The "surface" answer, however, may indeed be the real pearl that the querent needs. 

 

At the risk of offending someone, I'll compare what you're saying about tarot reading with sex:  sometimes a quickie is just what we need. 

 

So, yeah, romance novels and romantic movies tell us we should expect way more than that, like staring deeply into each other's eyes, professing our love, connecting with a "soul mate," and so on, y'know, but if someone just wants a quickie with their partner before they start dinner, who's to say there's anything wrong with that? Who's to say that can't be a fulfilling connection for those people in that moment?

 

Life is rich and full and complex and yet simple and superficial all at the same time.  And it all matters. 

 

[And I sincerely hope I haven't offended anyone!]

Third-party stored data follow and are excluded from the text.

use async_trait::async_trait;
use triagewatch_core::{OccurrenceRecord, RemoteOccurrence, TriageAnnotation};

/// Operator-facing text for a submission that never got an answer.
pub const UNREACHABLE_MESSAGE: &str = "Erro de rede.";

/// Result of submitting an annotation.
#[derive(Debug, Clone, PartialEq, Eq)]
pub enum UpsertOutcome {
    /// The backend stored the annotation. `action` is what it did ("insert"/"update").
    Success { action: String, id: String },
    /// The backend answered and refused, or answered something unusable.
    /// `message` is fit to show the operator.
    Failure { message: String },
    /// The request never reached the backend or got no response.
    Unreachable,
}

impl UpsertOutcome {
    pub fn failure(message: impl Into<String>) -> Self {
        Self::Failure {
            message: message.into(),
        }
    }

    pub fn is_success(&self) -> bool {
        matches!(self, Self::Success { .. })
    }
}

/// The backend holding prior triage decisions, keyed by protocol.
///
/// Both operations are total. `check_existing` folds "not found" and every
/// kind of failure into `None`; callers treat both as "not yet triaged".
#[async_trait]
pub trait RemoteStore: Send + Sync {
    async fn check_existing(&self, protocol: u64) -> Option<RemoteOccurrence>;

    async fn upsert(
        &self,
        record: &OccurrenceRecord,
        annotation: &TriageAnnotation,
    ) -> UpsertOutcome;
}
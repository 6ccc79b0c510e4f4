use serde::Serialize;
use triagewatch_core::{OccurrenceRecord, TriageAnnotation};

const YES: &str = "Sim";
const NO: &str = "Não";

fn yes_no(flag: bool) -> &'static str {
    if flag { YES } else { NO }
}

/// Form body of `upsert.php`, serialized in declaration order.
#[derive(Debug, Clone, PartialEq, Eq, Serialize)]
pub struct UpsertForm {
    pub id: String,
    pub abertura: String,
    pub bloco: String,
    pub unidade: String,
    pub url: String,
    pub status: String,
    pub total_mensagens: usize,
    pub data_ultima_mensagem: String,
    pub subsindico: &'static str,
    pub sindico: &'static str,
    pub responsabilidade: &'static str,
    pub adm: &'static str,
    pub resolvido: &'static str,
}

impl UpsertForm {
    pub fn new(record: &OccurrenceRecord, annotation: &TriageAnnotation) -> Self {
        Self {
            id: record.protocol.to_string(),
            abertura: record.opened_at.clone(),
            bloco: record.block.to_string(),
            unidade: record.unit.clone(),
            url: record.detail_url.clone(),
            status: record.status.clone(),
            total_mensagens: record.message_count,
            data_ultima_mensagem: record.last_message_at.clone(),
            subsindico: yes_no(annotation.deputy_involved),
            sindico: yes_no(annotation.manager_involved),
            responsabilidade: annotation.responsible.wire_value(),
            adm: yes_no(annotation.admin_involved),
            resolvido: yes_no(annotation.resolved),
        }
    }
}
use std::time::Duration;

use serde::Deserialize;
use triagewatch_sync::DEFAULT_BACKEND_URL;

/// Runtime knobs for the host integration.
///
/// Defaults are what the portal has been run with; every timing is in
/// milliseconds so the struct deserializes from flat config.
#[derive(Debug, Clone, PartialEq, Eq, Deserialize)]
#[serde(default)]
pub struct HostConfig {
    pub backend_url: String,
    /// Poll interval while a frame element or its document is missing.
    pub frame_poll_ms: u64,
    /// Retry interval after a cross-origin access failure.
    pub access_retry_ms: u64,
    /// Delay between a frame `load` event and the re-attach attempt.
    pub reload_settle_ms: u64,
    /// Quiet period coalescing listing mutations into one rescan.
    pub debounce_ms: u64,
    /// Delay before the one-shot check of an already loaded detail frame.
    pub detail_settle_ms: u64,
    /// How long a submit feedback icon stays up.
    pub feedback_ttl_ms: u64,
}

impl Default for HostConfig {
    fn default() -> Self {
        Self {
            backend_url: DEFAULT_BACKEND_URL.to_string(),
            frame_poll_ms: 1_000,
            access_retry_ms: 2_000,
            reload_settle_ms: 500,
            debounce_ms: 500,
            detail_settle_ms: 500,
            feedback_ttl_ms: 3_000,
        }
    }
}

impl HostConfig {
    pub fn frame_poll(&self) -> Duration {
        Duration::from_millis(self.frame_poll_ms)
    }

    pub fn access_retry(&self) -> Duration {
        Duration::from_millis(self.access_retry_ms)
    }

    pub fn reload_settle(&self) -> Duration {
        Duration::from_millis(self.reload_settle_ms)
    }

    pub fn debounce(&self) -> Duration {
        Duration::from_millis(self.debounce_ms)
    }

    pub fn detail_settle(&self) -> Duration {
        Duration::from_millis(self.detail_settle_ms)
    }

    pub fn feedback_ttl(&self) -> Duration {
        Duration::from_millis(self.feedback_ttl_ms)
    }
}
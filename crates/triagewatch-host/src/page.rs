//! The host page as seen from the integration: a shared top-level document
//! plus the documents of its named frames.
//!
//! Documents are shared behind a mutex and every structural change is
//! broadcast as a [`MutationBatch`], which is what observers subscribe to.
//! Frame navigations are broadcast as [`FrameEvent::Load`].

use std::collections::HashMap;
use std::sync::Arc;

use parking_lot::Mutex;
use thiserror::Error;
use tokio::sync::broadcast;
use tracing::debug;
use triagewatch_core::schema::portal;
use triagewatch_core::{Document, MutationBatch, detail_url};
use url::Url;

const MUTATION_CAPACITY: usize = 64;
const EVENT_CAPACITY: usize = 16;

/// A document that can be read, mutated and observed from several tasks.
///
/// Clones share the same document.
#[derive(Debug, Clone)]
pub struct LiveDocument {
    doc: Arc<Mutex<Document>>,
    mutations: broadcast::Sender<MutationBatch>,
}

impl LiveDocument {
    pub fn new(doc: Document) -> Self {
        let (mutations, _) = broadcast::channel(MUTATION_CAPACITY);
        Self {
            doc: Arc::new(Mutex::new(doc)),
            mutations,
        }
    }

    /// Run `f` with shared access. Must not be called re-entrantly.
    pub fn read<R>(&self, f: impl FnOnce(&Document) -> R) -> R {
        f(&self.doc.lock())
    }

    /// Run `f` with exclusive access, then publish the structural changes it made.
    pub fn mutate<R>(&self, f: impl FnOnce(&mut Document) -> R) -> R {
        let (out, batch) = {
            let mut doc = self.doc.lock();
            let out = f(&mut doc);
            (out, doc.take_mutations())
        };
        if let Some(batch) = batch {
            // No subscribers is fine.
            let _ = self.mutations.send(batch);
        }
        out
    }

    /// Structural changes from now on.
    pub fn subscribe(&self) -> broadcast::Receiver<MutationBatch> {
        self.mutations.subscribe()
    }

    pub fn is_ready(&self) -> bool {
        self.read(Document::is_ready)
    }

    /// Whether both handles point at the same document.
    pub fn same_as(&self, other: &LiveDocument) -> bool {
        Arc::ptr_eq(&self.doc, &other.doc)
    }
}

/// What the host knows about a frame's content.
#[derive(Debug, Clone)]
pub enum FrameContent {
    /// Navigated somewhere the integration may not script.
    Blocked,
    Loaded(LiveDocument),
}

/// Navigation events on the page's frames.
#[derive(Debug, Clone, PartialEq, Eq)]
pub enum FrameEvent {
    /// The frame element with this id finished loading a new document.
    Load { frame: String },
}

#[derive(Debug, Clone, PartialEq, Eq, Error)]
pub enum FrameAccessError {
    #[error("no frame element with id {0:?}")]
    NoElement(String),
    #[error("frame {0:?} has no document yet")]
    NotLoaded(String),
    #[error("frame {0:?} is cross-origin")]
    CrossOrigin(String),
}

/// The top-level page. Cheap to clone.
#[derive(Debug, Clone)]
pub struct Page {
    inner: Arc<PageInner>,
}

#[derive(Debug)]
struct PageInner {
    url: Url,
    top: LiveDocument,
    frames: Mutex<HashMap<String, FrameContent>>,
    events: broadcast::Sender<FrameEvent>,
}

impl Page {
    pub fn new(url: Url, top: Document) -> Self {
        let (events, _) = broadcast::channel(EVENT_CAPACITY);
        Self {
            inner: Arc::new(PageInner {
                url,
                top: LiveDocument::new(top),
                frames: Mutex::new(HashMap::new()),
                events,
            }),
        }
    }

    pub fn url(&self) -> &Url {
        &self.inner.url
    }

    pub fn top(&self) -> &LiveDocument {
        &self.inner.top
    }

    pub fn subscribe(&self) -> broadcast::Receiver<FrameEvent> {
        self.inner.events.subscribe()
    }

    /// Whether the top document currently has an element with id `frame`.
    pub fn has_frame_element(&self, frame: &str) -> bool {
        self.top().read(|doc| doc.get_element_by_id(frame).is_some())
    }

    /// The scriptable document of frame `frame`. Readiness is not checked.
    pub fn frame_document(&self, frame: &str) -> Result<LiveDocument, FrameAccessError> {
        if !self.has_frame_element(frame) {
            return Err(FrameAccessError::NoElement(frame.to_string()));
        }
        match self.inner.frames.lock().get(frame) {
            None => Err(FrameAccessError::NotLoaded(frame.to_string())),
            Some(FrameContent::Blocked) => Err(FrameAccessError::CrossOrigin(frame.to_string())),
            Some(FrameContent::Loaded(doc)) => Ok(doc.clone()),
        }
    }

    /// Replace the content of `frame` with `doc` and fire its load event.
    pub fn load_frame(&self, frame: &str, doc: Document) -> LiveDocument {
        let live = LiveDocument::new(doc);
        self.set_frame(frame, FrameContent::Loaded(live.clone()));
        live
    }

    /// Navigate `frame` somewhere unscriptable and fire its load event.
    pub fn block_frame(&self, frame: &str) {
        self.set_frame(frame, FrameContent::Blocked);
    }

    fn set_frame(&self, frame: &str, content: FrameContent) {
        self.inner.frames.lock().insert(frame.to_string(), content);
        debug!(frame, "frame loaded");
        let _ = self.inner.events.send(FrameEvent::Load {
            frame: frame.to_string(),
        });
    }

    /// The document a detail record is read from: the detail frame's when
    /// it is scriptable, else the top-level one.
    pub fn detail_source(&self) -> LiveDocument {
        self.frame_document(portal::DETAIL_FRAME)
            .unwrap_or_else(|_| self.top().clone())
    }

    /// See [`triagewatch_core::detail_url`].
    pub fn detail_url(&self) -> String {
        self.top().read(|doc| detail_url(doc, self.url()))
    }
}
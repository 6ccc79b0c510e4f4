//! `triagewatch`: run extraction, lookup, listing reconciliation and
//! submission against saved portal pages.

mod display;

use std::path::{Path, PathBuf};
use std::sync::Arc;

use anyhow::{Context, anyhow, bail};
use clap::{Args, Parser, Subcommand, ValueEnum};
use tracing::info;
use tracing_subscriber::EnvFilter;
use triagewatch_core::schema::portal;
use triagewatch_core::{Document, ResponsibleParty, TriageAnnotation, extract};
use triagewatch_host::{
    AnnotationPanel, HostConfig, Indicator, ListObserver, LiveDocument, Page, PanelOutcome,
};
use triagewatch_sync::{HttpRemoteStore, RemoteStore};
use url::Url;

#[derive(Parser)]
#[command(name = "triagewatch", version, about = "Condominium occurrence triage")]
struct Cli {
    /// Backend base URL (overrides the config file).
    #[arg(long, global = true, env = "TRIAGEWATCH_BACKEND")]
    backend: Option<String>,

    /// JSON file with host settings.
    #[arg(long, global = true)]
    config: Option<PathBuf>,

    #[command(subcommand)]
    command: Command,
}

#[derive(Subcommand)]
enum Command {
    /// Extract the occurrence record from a saved detail page.
    Extract {
        html: PathBuf,
        /// URL the page was saved from. Defaults to the file's URL.
        #[arg(long)]
        page_url: Option<Url>,
        /// Print JSON instead of a card.
        #[arg(long)]
        json: bool,
    },
    /// Show the backend's triage state for a protocol.
    Check { protocol: u64 },
    /// Reconcile a saved listing page against the backend.
    Scan { html: PathBuf },
    /// Submit a triage annotation for a saved detail page.
    Submit {
        html: PathBuf,
        #[arg(long)]
        page_url: Option<Url>,
        #[command(flatten)]
        triage: TriageArgs,
    },
}

#[derive(Args)]
struct TriageArgs {
    /// The deputy manager interacted.
    #[arg(long)]
    deputy: bool,
    /// The manager interacted.
    #[arg(long)]
    manager: bool,
    /// The administration interacted.
    #[arg(long)]
    admin: bool,
    #[arg(long)]
    resolved: bool,
    #[arg(long, value_enum, default_value_t = Responsible::Unassigned)]
    responsible: Responsible,
}

#[derive(Clone, Copy, ValueEnum)]
enum Responsible {
    #[value(name = "none")]
    Unassigned,
    Deputy,
    Manager,
}

impl TriageArgs {
    fn annotation(&self) -> TriageAnnotation {
        TriageAnnotation {
            deputy_involved: self.deputy,
            manager_involved: self.manager,
            admin_involved: self.admin,
            resolved: self.resolved,
            responsible: match self.responsible {
                Responsible::Unassigned => ResponsibleParty::Unassigned,
                Responsible::Deputy => ResponsibleParty::Deputy,
                Responsible::Manager => ResponsibleParty::Manager,
            },
        }
    }
}

#[tokio::main]
async fn main() -> anyhow::Result<()> {
    let filter = EnvFilter::try_from_default_env().unwrap_or_else(|_| EnvFilter::new("info"));
    tracing_subscriber::fmt()
        .with_env_filter(filter)
        .with_writer(std::io::stderr)
        .init();

    let cli = Cli::parse();
    let config = load_config(cli.config.as_deref(), cli.backend)?;
    info!(backend = %config.backend_url, "triagewatch v{}", env!("CARGO_PKG_VERSION"));

    match cli.command {
        Command::Extract {
            html,
            page_url,
            json,
        } => {
            let page = load_page(&html, page_url)?;
            let detail_url = page.detail_url();
            let record = page.top().read(|doc| extract(doc, &detail_url));
            if json {
                println!("{}", serde_json::to_string_pretty(&record)?);
            } else {
                display::print_record(&record);
            }
        }
        Command::Check { protocol } => {
            let store = HttpRemoteStore::new(config.backend_url.clone());
            let remote = store
                .lookup(protocol)
                .await
                .with_context(|| format!("looking up protocol {protocol}"))?;
            display::print_remote(protocol, remote.as_ref());
        }
        Command::Scan { html } => {
            let doc = LiveDocument::new(read_document(&html)?);
            let store: Arc<dyn RemoteStore> =
                Arc::new(HttpRemoteStore::new(config.backend_url.clone()));
            let observer = ListObserver::new(store, config.debounce());
            let report = observer.rescan(&doc).await;
            let rows = doc.read(|d| {
                d.query_selector_all(d.root(), &portal::LISTING_ENTRY)
                    .into_iter()
                    .map(|entry| {
                        let info = d
                            .query_selector(entry, &portal::ENTRY_INFO)
                            .unwrap_or(entry);
                        (
                            d.text_content(info).trim().to_string(),
                            Indicator::painted_on(d, entry),
                        )
                    })
                    .collect::<Vec<_>>()
            });
            display::print_scan(&rows, &report);
        }
        Command::Submit {
            html,
            page_url,
            triage,
        } => {
            let page = load_page(&html, page_url)?;
            let store: Arc<dyn RemoteStore> =
                Arc::new(HttpRemoteStore::new(config.backend_url.clone()));
            let panel = AnnotationPanel::new(page.clone(), store, None, config.feedback_ttl());

            match panel.present(page.top()).await {
                PanelOutcome::Shown { protocol, known } => {
                    info!(protocol, known, "current state loaded");
                }
                PanelOutcome::Removed => bail!("{} has no valid protocol", html.display()),
                PanelOutcome::Closed => bail!("panel closed before submission"),
            }
            let annotation = triage.annotation();
            panel.set_annotation(&annotation);
            display::print_annotation(&annotation);

            let outcome = panel.submit().await.context("panel is not open")?;
            display::print_outcome(&outcome);
            if !outcome.is_success() {
                bail!("submission rejected");
            }
        }
    }
    Ok(())
}

fn load_config(path: Option<&Path>, backend: Option<String>) -> anyhow::Result<HostConfig> {
    let mut config = match path {
        Some(path) => {
            let raw = std::fs::read_to_string(path)
                .with_context(|| format!("reading {}", path.display()))?;
            serde_json::from_str(&raw).with_context(|| format!("parsing {}", path.display()))?
        }
        None => HostConfig::default(),
    };
    if let Some(backend) = backend {
        config.backend_url = backend;
    }
    Ok(config)
}

fn read_document(path: &Path) -> anyhow::Result<Document> {
    let html =
        std::fs::read_to_string(path).with_context(|| format!("reading {}", path.display()))?;
    Ok(Document::parse_html(&html))
}

fn load_page(path: &Path, page_url: Option<Url>) -> anyhow::Result<Page> {
    let url = match page_url {
        Some(url) => url,
        None => {
            let absolute = std::fs::canonicalize(path)
                .with_context(|| format!("resolving {}", path.display()))?;
            Url::from_file_path(&absolute)
                .map_err(|()| anyhow!("{} is not a valid file URL", absolute.display()))?
        }
    };
    Ok(Page::new(url, read_document(path)?))
}
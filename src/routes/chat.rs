//! Chat HTTP endpoints.
//!
//! `POST /api/chat` composes an answer immediately; pacing the reply (the
//! typing indicator and its delay) is left to the client.

use axum::Json;
use axum::extract::State;
use serde::{Deserialize, Serialize};
use tracing::info;

use crate::answer::ResponseDescriptor;
use crate::random::ThreadRandom;
use crate::state::AppState;

#[cfg(test)]
#[path = "chat_test.rs"]
mod tests;

#[derive(Debug, Deserialize)]
pub struct ChatRequest {
    #[serde(default)]
    pub text: String,
}

/// One quick-question button.
#[derive(Debug, Serialize, PartialEq, Eq)]
pub struct PresetSummary {
    pub question: String,
    pub aliases: Vec<String>,
}

/// `POST /api/chat`: answer one user message.
pub async fn compose(State(state): State<AppState>, Json(req): Json<ChatRequest>) -> Json<ResponseDescriptor> {
    let text = req.text.trim();
    let answer = state.composer.compose(text, &mut ThreadRandom);
    info!(
        chars = text.chars().count(),
        chart = answer.chart_spec.is_some(),
        table = answer.table_spec.is_some(),
        "chat answer composed"
    );
    Json(answer)
}

/// `GET /api/presets`: preset questions in table order.
pub async fn list_presets(State(state): State<AppState>) -> Json<Vec<PresetSummary>> {
    let presets = state
        .composer
        .presets()
        .entries()
        .iter()
        .map(|entry| PresetSummary { question: entry.trigger_phrase.clone(), aliases: entry.aliases.clone() })
        .collect();
    Json(presets)
}
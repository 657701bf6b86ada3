use super::*;
use rand::SeedableRng;
use rand::rngs::StdRng;
use time::Month;

use super::nav::{NAV_FLOOR, NavSeries};

fn test_config(dir: &std::path::Path) -> SnapshotConfig {
    SnapshotConfig {
        out_path: dir.join("images").join("fund_nav.png"),
        width: 320,
        height: 180,
        scale: 1.0,
        timeout: Duration::from_secs(30),
        bin: dir.join("missing-render-binary"),
    }
}

// =============================================================================
// Series
// =============================================================================

#[test]
fn date_range_is_inclusive() {
    let (start, end) = nav::publication_window().unwrap();
    let dates = nav::date_range(start, end);
    assert_eq!(dates.len(), 381);
    assert_eq!(nav::format_date(dates[0]), "2024-05-12");
    assert_eq!(nav::format_date(*dates.last().unwrap()), "2025-05-27");
}

#[test]
fn date_range_empty_when_reversed() {
    let (start, end) = nav::publication_window().unwrap();
    assert!(nav::date_range(end, start).is_empty());
}

#[test]
fn generated_series_lengths_match() {
    let mut rng = StdRng::seed_from_u64(7);
    let series = NavSeries::generate(&mut rng).unwrap();
    assert_eq!(series.nav.len(), series.dates.len());
    assert_eq!(series.ma.len(), series.dates.len());
    assert_eq!(series.range_text(), "净值日期：2024-05-12 ~ 2025-05-27");
}

#[test]
fn random_walk_respects_floor() {
    let mut rng = StdRng::seed_from_u64(1);
    // Huge volatility forces the floor branch.
    let values = nav::random_walk(500, 1.0, 1.9, &mut rng);
    assert!(values.iter().all(|v| *v >= NAV_FLOOR - 1e-9), "{values:?}");
}

#[test]
fn random_walk_rounds_to_four_decimals() {
    let mut rng = StdRng::seed_from_u64(3);
    for v in nav::random_walk(50, 1.0, 0.006, &mut rng) {
        assert!((v * 10_000.0 - (v * 10_000.0).round()).abs() < 1e-6);
    }
}

#[test]
fn moving_average_of_constant_is_constant() {
    let ma = nav::moving_average(&[1.25; 30], 20);
    assert!(ma.iter().all(|v| (*v - 1.25).abs() < 1e-12));
}

#[test]
fn moving_average_uses_partial_window_at_start() {
    let ma = nav::moving_average(&[1.0, 2.0, 3.0, 4.0], 2);
    assert_eq!(ma, vec![1.0, 1.5, 2.5, 3.5]);
}

#[test]
fn mean_of_empty_is_none() {
    assert!(nav::mean(&[]).is_none());
}

#[test]
fn month_label_only_on_first_day() {
    let first = time::Date::from_calendar_date(2024, Month::June, 1).unwrap();
    let second = time::Date::from_calendar_date(2024, Month::June, 2).unwrap();
    assert_eq!(nav::month_label(first).as_deref(), Some("2024-06"));
    assert!(nav::month_label(second).is_none());
}

// =============================================================================
// SVG
// =============================================================================

#[test]
fn svg_contains_title_legend_and_markers() {
    let mut rng = StdRng::seed_from_u64(11);
    let series = NavSeries::generate(&mut rng).unwrap();
    let markup = svg::nav_chart_svg(&series, 1200, 675);
    assert!(markup.starts_with("<svg"));
    assert!(markup.contains(r#"width="1200" height="675""#));
    assert!(markup.contains("双周利"));
    assert!(markup.contains(svg::NAV_LEGEND));
    assert!(markup.contains(svg::MA_LEGEND));
    assert!(markup.contains("最新: "));
    assert!(markup.contains("均值"));
    assert!(markup.contains(">2024-06<"));
    assert!(markup.trim_end().ends_with("</svg>"));
}

#[test]
fn svg_handles_empty_series() {
    let series = NavSeries { dates: Vec::new(), nav: Vec::new(), ma: Vec::new() };
    let markup = svg::nav_chart_svg(&series, 400, 300);
    assert!(!markup.contains("最新"));
    assert!(markup.trim_end().ends_with("</svg>"));
}

#[test]
fn escape_xml_escapes_markup() {
    assert_eq!(svg::escape_xml(r#"a<b>&"c""#), "a&lt;b&gt;&amp;&quot;c&quot;");
}

// =============================================================================
// Raster + file output
// =============================================================================

#[test]
fn scaled_rounds_and_never_returns_zero() {
    assert_eq!(raster::scaled(1200, 2.0), 2400);
    assert_eq!(raster::scaled(675, 1.5), 1013);
    assert_eq!(raster::scaled(0, 2.0), 1);
}

#[test]
fn render_to_file_writes_png_of_scaled_size() {
    let dir = tempfile::tempdir().unwrap();
    let mut config = test_config(dir.path());
    config.scale = 2.0;
    let mut rng = StdRng::seed_from_u64(5);
    let path = render_to_file(&config, &mut rng).unwrap();

    let bytes = std::fs::read(&path).unwrap();
    assert_eq!(&bytes[..8], b"\x89PNG\r\n\x1a\n");
    // IHDR width/height, big-endian at offsets 16..24.
    let width = u32::from_be_bytes(bytes[16..20].try_into().unwrap());
    let height = u32::from_be_bytes(bytes[20..24].try_into().unwrap());
    assert_eq!((width, height), (640, 360));
}

#[test]
fn invalid_svg_is_an_error() {
    let err = raster::svg_to_png("<not-svg", 10, 10, 1.0).unwrap_err();
    assert!(matches!(err, SnapshotError::Svg(_)));
}

#[tokio::test]
async fn render_with_timeout_succeeds_within_deadline() {
    let dir = tempfile::tempdir().unwrap();
    let config = test_config(dir.path());
    let path = render_with_timeout(config).await.unwrap();
    assert!(path.exists());
}

#[test]
fn timed_out_render_never_writes_file() {
    let dir = tempfile::tempdir().unwrap();
    let mut config = test_config(dir.path());
    config.width = 1200;
    config.height = 675;
    config.scale = 2.0;
    config.timeout = Duration::from_millis(1);
    let out = config.out_path.clone();

    let rt = tokio::runtime::Builder::new_current_thread().enable_all().build().unwrap();
    let err = rt.block_on(render_with_timeout(config)).unwrap_err();
    assert!(matches!(err, SnapshotError::Timeout(_)), "{err}");
    // Dropping the runtime waits for the abandoned render to return.
    drop(rt);
    assert!(!out.exists());
}

// =============================================================================
// Startup spawn
// =============================================================================

#[tokio::test]
async fn ensure_snapshot_skips_when_png_exists() {
    let dir = tempfile::tempdir().unwrap();
    let config = test_config(dir.path());
    std::fs::create_dir_all(config.out_path.parent().unwrap()).unwrap();
    std::fs::write(&config.out_path, b"png").unwrap();
    assert!(spawn::ensure_snapshot(&config).is_none());
}

#[tokio::test]
async fn ensure_snapshot_logs_and_survives_missing_binary() {
    let dir = tempfile::tempdir().unwrap();
    let config = test_config(dir.path());
    let handle = spawn::ensure_snapshot(&config).expect("missing PNG triggers generation");
    handle.await.expect("background task must not panic");
    assert!(!config.out_path.exists());
}

#[tokio::test]
async fn run_snapshot_bin_reports_missing_binary() {
    let err = spawn::run_snapshot_bin(std::path::Path::new("/definitely/not/here"), Duration::from_secs(1))
        .await
        .unwrap_err();
    assert!(matches!(err, SnapshotError::Io(_)));
}

#[cfg(unix)]
#[tokio::test]
async fn run_snapshot_bin_maps_exit_status() {
    assert!(spawn::run_snapshot_bin(std::path::Path::new("/bin/true"), Duration::from_secs(5)).await.is_ok());
    let err = spawn::run_snapshot_bin(std::path::Path::new("/bin/false"), Duration::from_secs(5))
        .await
        .unwrap_err();
    assert!(matches!(err, SnapshotError::ChildFailed(_)));
}
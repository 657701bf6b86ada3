use super::*;

fn table() -> PresetTable {
    PresetTable::builtin().expect("builtin presets are valid")
}

// =============================================================================
// Builtin table
// =============================================================================

#[test]
fn builtin_table_keeps_declaration_order() {
    let t = table();
    let phrases: Vec<&str> = t
        .entries()
        .iter()
        .map(|e| e.trigger_phrase.as_str())
        .collect();
    assert_eq!(
        phrases,
        vec![
            "查看最近7天访问量（柱状图）",
            "查看最近7天访问量（折线图）",
            "查看渠道表现表格",
            "查看产品结构（图片）",
            "输出关键结论要点（纯文本）",
        ]
    );
}

#[test]
fn builtin_channel_table_has_three_rows() {
    let t = table();
    let entry = &t.entries()[2];
    let spec = entry.table.as_ref().expect("channel preset carries a table");
    assert_eq!(spec.headers, vec!["渠道", "新增用户", "次日留存", "7日留存", "客单价"]);
    assert_eq!(spec.rows.len(), 3);
    assert_eq!(spec.rows[2][0], "自然流量");
}

// =============================================================================
// Matching
// =============================================================================

#[test]
fn find_matches_trigger_substring() {
    let t = table();
    let entry = t.find("请帮我查看渠道表现表格，谢谢").unwrap();
    assert_eq!(entry.response_text, "这是渠道表现表格：");
}

#[test]
fn find_prefers_earlier_trigger_on_tie() {
    let t = table();
    let entry = t
        .find("查看最近7天访问量（折线图）以及查看最近7天访问量（柱状图）")
        .unwrap();
    assert_eq!(entry.chart_kind, ChartKind::Bar);
}

#[test]
fn find_uses_alias_when_no_trigger_matches() {
    let t = table();
    let entry = t.find("渠道表格").unwrap();
    assert_eq!(entry.trigger_phrase, "查看渠道表现表格");
}

#[test]
fn alias_keywords_may_be_separated() {
    let t = table();
    let entry = t.find("七天的折线走势图").unwrap();
    assert_eq!(entry.chart_kind, ChartKind::Line);
}

#[test]
fn trigger_beats_earlier_alias() {
    let t = table();
    // The bar-chart preset is declared first and its alias matches, but the
    // channel preset's trigger phrase takes priority.
    let entry = t.find("七天 柱状 图 查看渠道表现表格").unwrap();
    assert_eq!(entry.trigger_phrase, "查看渠道表现表格");
}

#[test]
fn trigger_match_is_case_sensitive() {
    let custom = PresetTable::new(vec![PresetEntry::text("Report", "r", &[])]).unwrap();
    assert!(custom.find("show report").is_none());
    assert!(custom.find("show Report").is_some());
}

#[test]
fn find_returns_none_for_unrelated_text() {
    assert!(table().find("random unrelated text").is_none());
    assert!(table().find("").is_none());
}

#[test]
fn blank_alias_never_matches() {
    let entry = PresetEntry::text("x", "y", &["   "]);
    assert!(!entry.matches_alias("anything"));
}

// =============================================================================
// Validation
// =============================================================================

#[test]
fn ragged_table_row_is_rejected() {
    let mut entry = PresetEntry::text("t", "r", &[]);
    entry.table = Some(TableSpec::new(&["a", "b"], &[&["1", "2"], &["3"]]));
    let err = PresetTable::new(vec![entry]).unwrap_err();
    assert_eq!(err, PresetError::RaggedRow { row: 1, expected: 2, found: 1 });
}

#[test]
fn duplicate_trigger_is_rejected() {
    let err = PresetTable::new(vec![PresetEntry::text("t", "a", &[]), PresetEntry::text("t", "b", &[])]).unwrap_err();
    assert_eq!(err, PresetError::DuplicateTrigger("t".into()));
}

#[test]
fn empty_trigger_is_rejected() {
    let err = PresetTable::new(vec![PresetEntry::text("", "a", &[])]).unwrap_err();
    assert_eq!(err, PresetError::EmptyTrigger(0));
}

@geoxena, thank you, a fun example and reinforces the gentle wisdom I've been receiving on this topic from here and elsewhere, much appreciated!

TheLoracular
Posted

@katrinka

 

6 hours ago, katrinka said:

Ah, the wellness industry. We were warned about that decades ago:

There's a lady who's sure
All that glitters is gold
And she's buying a stairway to heaven



Your post was an amazing read and just left me with a moment of "OH!!!" because I feel like something maybe I knew 20+ years ago but sure had stopped remembering just got smacked into place and now I'm off to listen to that song again and re-read your analysis before I settle into my normal routine.